Die Verbreitung von Waschmaschinen, Fernsehern, Radios etc. ist etwa bei 95% anzusiedeln. Übertroffen wird dieser Wert allerdings von einem Artikel, der kaum genannt wird. Es ist der Zollstock. Dass diese Tatsache nicht ins Bewusstsein gelangt ist, erstaunt nicht. Schließlich liegt dieses Teil meist verborgen in einer Schublade und wird selten benutzt.

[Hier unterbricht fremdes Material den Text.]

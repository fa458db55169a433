#[cfg(test)]
mod peer_connection_test;

pub mod configuration;
mod event_handlers;
mod observer;
pub mod offer_answer_options;
pub mod operation;
pub(crate) mod peer_connection_internal;
pub mod peer_connection_state;
pub mod policy;
pub mod sdp;
pub mod signaling_state;

use std::any::Any;
use std::fmt;
use std::sync::atomic::Ordering;
use std::sync::{Arc, Weak};

use configuration::{RTCConfiguration, RTCConfigurationInit};
use event_handlers::RTCPeerConnectionHandlers;
use observer::ObserverBridge;
use offer_answer_options::{RTCAnswerOptions, RTCOfferOptions};
use operation::{Deferred, Operation, Operations, Promise, RTCLegacyCallbacks};
use peer_connection_internal::{NativeHandle, PeerConnectionInternal};
use peer_connection_state::RTCPeerConnectionState;
use portable_atomic::{AtomicBool, AtomicU8};
use sdp::sdp_type::RTCSdpType;
use sdp::session_description::{RTCSessionDescription, RTCSessionDescriptionInit};
use signaling_state::{next_signaling_state, RTCSignalingState, StateChangeOp};

use crate::api::API;
use crate::callback::{managed, CallbackGate};
use crate::data_channel::data_channel_init::RTCDataChannelInit;
use crate::data_channel::RTCDataChannel;
use crate::dispatch::Dispatcher;
use crate::error::{Error, Result};
use crate::event::*;
use crate::ice_transport::ice_candidate::RTCIceCandidateInit;
use crate::ice_transport::ice_connection_state::RTCIceConnectionState;
use crate::ice_transport::ice_gathering_state::RTCIceGatheringState;
use crate::lifecycle::LifecycleGuard;
use crate::native::{DescriptionKind, NativePeerConnection};
use crate::rtp_transceiver::rtp_transceiver_direction::RTCRtpTransceiverDirection;
use crate::rtp_transceiver::{
    RTCMediaKind, RTCRtpReceiver, RTCRtpSender, RTCRtpTransceiver, RTCRtpTransceiverInit,
};
use crate::stats::{RTCLegacyStatsReport, RTCStatsReport};

/// PeerConnection represents a WebRTC connection that establishes a
/// peer-to-peer communications with another PeerConnection instance in a
/// browser, or to another endpoint implementing the required protocols.
///
/// It owns one native connection and drives it by delegation. Every native
/// callback becomes exactly one event, delivered on the dispatch context;
/// none is delivered once [`close`](Self::close) has been called.
pub struct RTCPeerConnection {
    internal: Arc<PeerConnectionInternal>,
    native_handle_id: Option<u64>,
}

impl fmt::Debug for RTCPeerConnection {
    fn fmt(&self, f: &mut fmt::Formatter<'_>) -> fmt::Result {
        f.debug_struct("RTCPeerConnection")
            .field("native_handle_id", &self.native_handle_id)
            .field("signaling_state", &self.signaling_state())
            .finish()
    }
}
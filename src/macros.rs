/// Declares one of the string enums of the WebIDL surface. The enum gets an
/// `Unspecified` default in front of the listed values, and each value maps
/// to and from its IDL spelling through `From<&str>`, `Display` and serde.
/// Unknown strings read as `Unspecified` through `From<&str>`, but fail to
/// deserialize.
///
/// Values are numbered from 0 in declaration order, `Unspecified` first, so
/// `as u8` and `From<u8>` round-trip for atomic storage.
macro_rules! idl_enum {
    (
        $(#[$meta:meta])*
        $vis:vis enum $name:ident {
            $(
                $(#[$variant_meta:meta])*
                $variant:ident = $idl:literal,
            )+
        }
    ) => {
        $(#[$meta])*
        #[derive(
            Default,
            Debug,
            Copy,
            Clone,
            PartialEq,
            Eq,
            Hash,
            ::serde::Serialize,
            ::serde::Deserialize,
        )]
        $vis enum $name {
            #[default]
            #[serde(skip)]
            Unspecified,
            $(
                $(#[$variant_meta])*
                #[serde(rename = $idl)]
                $variant,
            )+
        }

        impl $name {
            /// The IDL spelling, `Unspecified` for the default.
            pub fn as_str(&self) -> &'static str {
                match self {
                    $name::Unspecified => $crate::UNSPECIFIED_STR,
                    $($name::$variant => $idl,)+
                }
            }
        }

        impl From<&str> for $name {
            fn from(raw: &str) -> Self {
                match raw {
                    $($idl => $name::$variant,)+
                    _ => $name::Unspecified,
                }
            }
        }

        impl From<u8> for $name {
            fn from(v: u8) -> Self {
                const VALUES: &[$name] = &[$name::Unspecified, $($name::$variant,)+];
                VALUES.get(v as usize).copied().unwrap_or_default()
            }
        }

        impl ::std::fmt::Display for $name {
            fn fmt(&self, f: &mut ::std::fmt::Formatter<'_>) -> ::std::fmt::Result {
                f.write_str(self.as_str())
            }
        }
    };
}
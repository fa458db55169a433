
pub mod data_channel_init;
pub mod data_channel_message;
pub mod data_channel_state;
mod event_handlers;
mod observer;

use std::any::Any;
use std::fmt;
use std::sync::atomic::Ordering;
use std::sync::{Arc, Weak};

use bytes::Bytes;
use data_channel_state::RTCDataChannelState;
use event_handlers::RTCDataChannelHandlers;
use observer::DataChannelObserver;
use portable_atomic::AtomicBool;

use crate::callback::{managed, CallbackGate};
use crate::dispatch::Dispatcher;
use crate::error::{Error, Result};
use crate::event::*;
use crate::native::NativeDataChannel;

/// RTCDataChannel represents a WebRTC DataChannel, a network channel which
/// can be used for bidirectional peer-to-peer transfers of arbitrary data.
///
/// It wraps the native channel by composition; the properties that are fixed
/// at creation are copied once, the ones that change are read through.
/// Native callbacks become `open`, `message`, `error` and `close` events on
/// the dispatch context of the owning connection.
///
/// ## Specifications
///
/// * [MDN]
/// * [W3C]
///
/// [MDN]: https://developer.mozilla.org/en-US/docs/Web/API/RTCDataChannel
/// [W3C]: https://w3c.github.io/webrtc-pc/#dom-rtcdatachannel
pub struct RTCDataChannel {
    label: String,
    protocol: String,
    ordered: bool,
    native: Arc<dyn NativeDataChannel>,

    event_target: EventTarget,
    handlers: Arc<RTCDataChannelHandlers>,

    /// gate is open while the channel may be driven and report back. It is
    /// released once, when the channel closes or its connection does.
    gate: CallbackGate<dyn NativeDataChannel>,

    /// set when the owning connection closed; silences queued events too
    detached: Arc<AtomicBool>,
}

impl fmt::Debug for RTCDataChannel {
    fn fmt(&self, f: &mut fmt::Formatter<'_>) -> fmt::Result {
        f.debug_struct("RTCDataChannel")
            .field("label", &self.label)
            .field("protocol", &self.protocol)
            .field("ordered", &self.ordered)
            .field("ready_state", &self.ready_state())
            .finish()
    }
}

impl RTCDataChannel {
    /// Wraps `native`. Callbacks are not wired until [`attach`](Self::attach).
    pub(crate) fn new(
        native: Arc<dyn NativeDataChannel>,
        dispatcher: Arc<Dispatcher>,
    ) -> Arc<Self> {
        let handlers = Arc::new(RTCDataChannelHandlers::default());
        let channel = Arc::new_cyclic(|weak: &Weak<RTCDataChannel>| {
            let owner: Weak<dyn Any + Send + Sync> = weak.clone();
            RTCDataChannel {
                label: native.label(),
                protocol: native.protocol(),
                ordered: native.ordered(),
                native: Arc::clone(&native),
                event_target: EventTarget::with_owner(
                    dispatcher,
                    owner,
                    Arc::clone(&handlers) as Arc<dyn LegacyHandlers>,
                ),
                handlers,
                gate: CallbackGate::new(),
                detached: Arc::new(AtomicBool::new(false)),
            }
        });
        channel.gate.install(native);
        channel
    }

    /// attach registers the observer with the native channel. Events the
    /// native channel reports from here on are queued behind anything the
    /// caller has already dispatched.
    pub(crate) fn attach(self: &Arc<Self>) {
        let observer = Arc::new(DataChannelObserver::new(Arc::downgrade(self)));
        self.native.register_observer(observer);
    }

    /// detach is the connection closing: the channel reports closed and no
    /// event, queued or future, is delivered.
    pub(crate) fn detach(&self) {
        self.detached.store(true, Ordering::SeqCst);
        if self.gate.release().is_some() {
            log::trace!("data channel {} detached", self.label);
        }
    }

    fn dispatch_native(&self, event: Event) {
        let detached = Arc::clone(&self.detached);
        let event_type = event.event_type().to_owned();
        let is_open = move || !detached.load(Ordering::SeqCst);
        if let Err(err) = self.event_target.dispatch_event_while(event, is_open) {
            log::warn!("{event_type} not dispatched on data channel {}: {err}", self.label);
        }
    }

    /// finish_close releases the gate and fires `close`, once.
    fn finish_close(&self) {
        if self.gate.release().is_some() {
            self.dispatch_native(Event::new(EVENT_CLOSE));
        }
    }

    fn open_native(&self) -> Result<Arc<dyn NativeDataChannel>> {
        self.gate
            .get()
            .ok_or_else(|| Error::ErrDataChannelClosed(self.label.clone()))
    }

    /// label represents a label that can be used to distinguish this
    /// DataChannel object from other DataChannel objects.
    pub fn label(&self) -> &str {
        &self.label
    }

    pub fn protocol(&self) -> &str {
        &self.protocol
    }

    pub fn ordered(&self) -> bool {
        self.ordered
    }

    /// id is `None` until the stream id has been negotiated.
    pub fn id(&self) -> Option<u16> {
        self.native.id()
    }

    pub fn ready_state(&self) -> RTCDataChannelState {
        match self.gate.get() {
            Some(native) => native.ready_state(),
            None => RTCDataChannelState::Closed,
        }
    }

    /// buffered_amount is the number of bytes queued to be sent. It is 0
    /// once the channel is closed.
    pub async fn buffered_amount(&self) -> usize {
        match self.gate.get() {
            Some(native) => native.buffered_amount().await,
            None => 0,
        }
    }

    /// send sends the binary message to the DataChannel peer
    pub async fn send(&self, data: &Bytes) -> Result<usize> {
        self.open_native()?.send(data).await
    }

    /// send_text sends the text message to the DataChannel peer
    pub async fn send_text(&self, text: impl Into<String>) -> Result<usize> {
        self.open_native()?.send_text(text.into()).await
    }

    /// close closes the channel and fires `close`. Closing a closed channel
    /// does nothing.
    pub async fn close(&self) -> Result<()> {
        let Some(native) = self.gate.get() else {
            return Ok(());
        };
        native.close().await?;
        self.finish_close();
        Ok(())
    }

    pub fn add_event_listener(&self, event_type: &str, listener: EventListener) {
        self.event_target.add_event_listener(event_type, listener);
    }

    pub fn remove_event_listener(&self, event_type: &str, listener: &EventListener) {
        self.event_target.remove_event_listener(event_type, listener);
    }

    /// dispatch_event queues `event` for this channel's listeners.
    pub fn dispatch_event(&self, event: Event) -> Result<()> {
        let expected = match (event.event_type(), event.detail()) {
            (EVENT_MESSAGE, EventDetail::Message(_)) | (EVENT_ERROR, EventDetail::Error(_)) => None,
            (EVENT_MESSAGE, _) => Some("MessageEvent"),
            (EVENT_ERROR, _) => Some("RTCErrorEvent"),
            _ => None,
        };
        if let Some(expected) = expected {
            return Err(Error::ErrTypeMismatch { expected });
        }

        self.event_target.dispatch_event(event)
    }

    /// The handler currently assigned to `on<event_type>`.
    pub fn event_handler(&self, event_type: &str) -> Option<EventListener> {
        self.handlers.handler(event_type)
    }

    /// on_open sets the `onopen` handler, fired once the underlying
    /// transport is established.
    pub fn on_open(&self, handler: Option<EventListener>) {
        self.handlers.set(EVENT_OPEN, handler);
    }

    pub fn on_message(&self, handler: Option<EventListener>) {
        self.handlers.set(EVENT_MESSAGE, handler);
    }

    pub fn on_error(&self, handler: Option<EventListener>) {
        self.handlers.set(EVENT_ERROR, handler);
    }

    pub fn on_close(&self, handler: Option<EventListener>) {
        self.handlers.set(EVENT_CLOSE, handler);
    }
}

ES gibt noch ein weiteres Detail, das im Zusammenhang mit dem Zollstock erwähnt werden muss. Kaum ein Bürger hat für ihn Geld bezahlt. Meist wechselt er seinen Besitzer, wenn eine Handwerksfirma ihn als Werbegeschenk weitergibt. Daher ist der Kauf unüblich. Bei Zollstock Fritz wird die Gestaltung der Teile angeboten, die seit Jahrzehnten üblich ist. Zollstöcke seitlich zu beschriften, ist der herkömmliche Weg. Doch ist diese Methode erweitert worden.

Werbung soll Aufmerksamkeit erregen. Daher werden nun Zollstöcke farbiger. Nicht nur die Daten der Adressen der Firmen werden aufgedruckt. Bilder sind im Kommen und wirken daher stark. Im Rennen liegen auf kleine Zollstöcke, die leicht in jede Handtasche passen. Dieses Format wird eher mit in einen Baumarkt genommen, während das übliche Format als zu sperrig betrachtet wird. Als Werbegeschenk wird nun die moderne Variante bevorzugt. Auch wenn er umsonst ist, wird der alte Zollstock immer häufiger liegengelassen. Selbst kostenlose Artikel werden immer kritischer gesehen.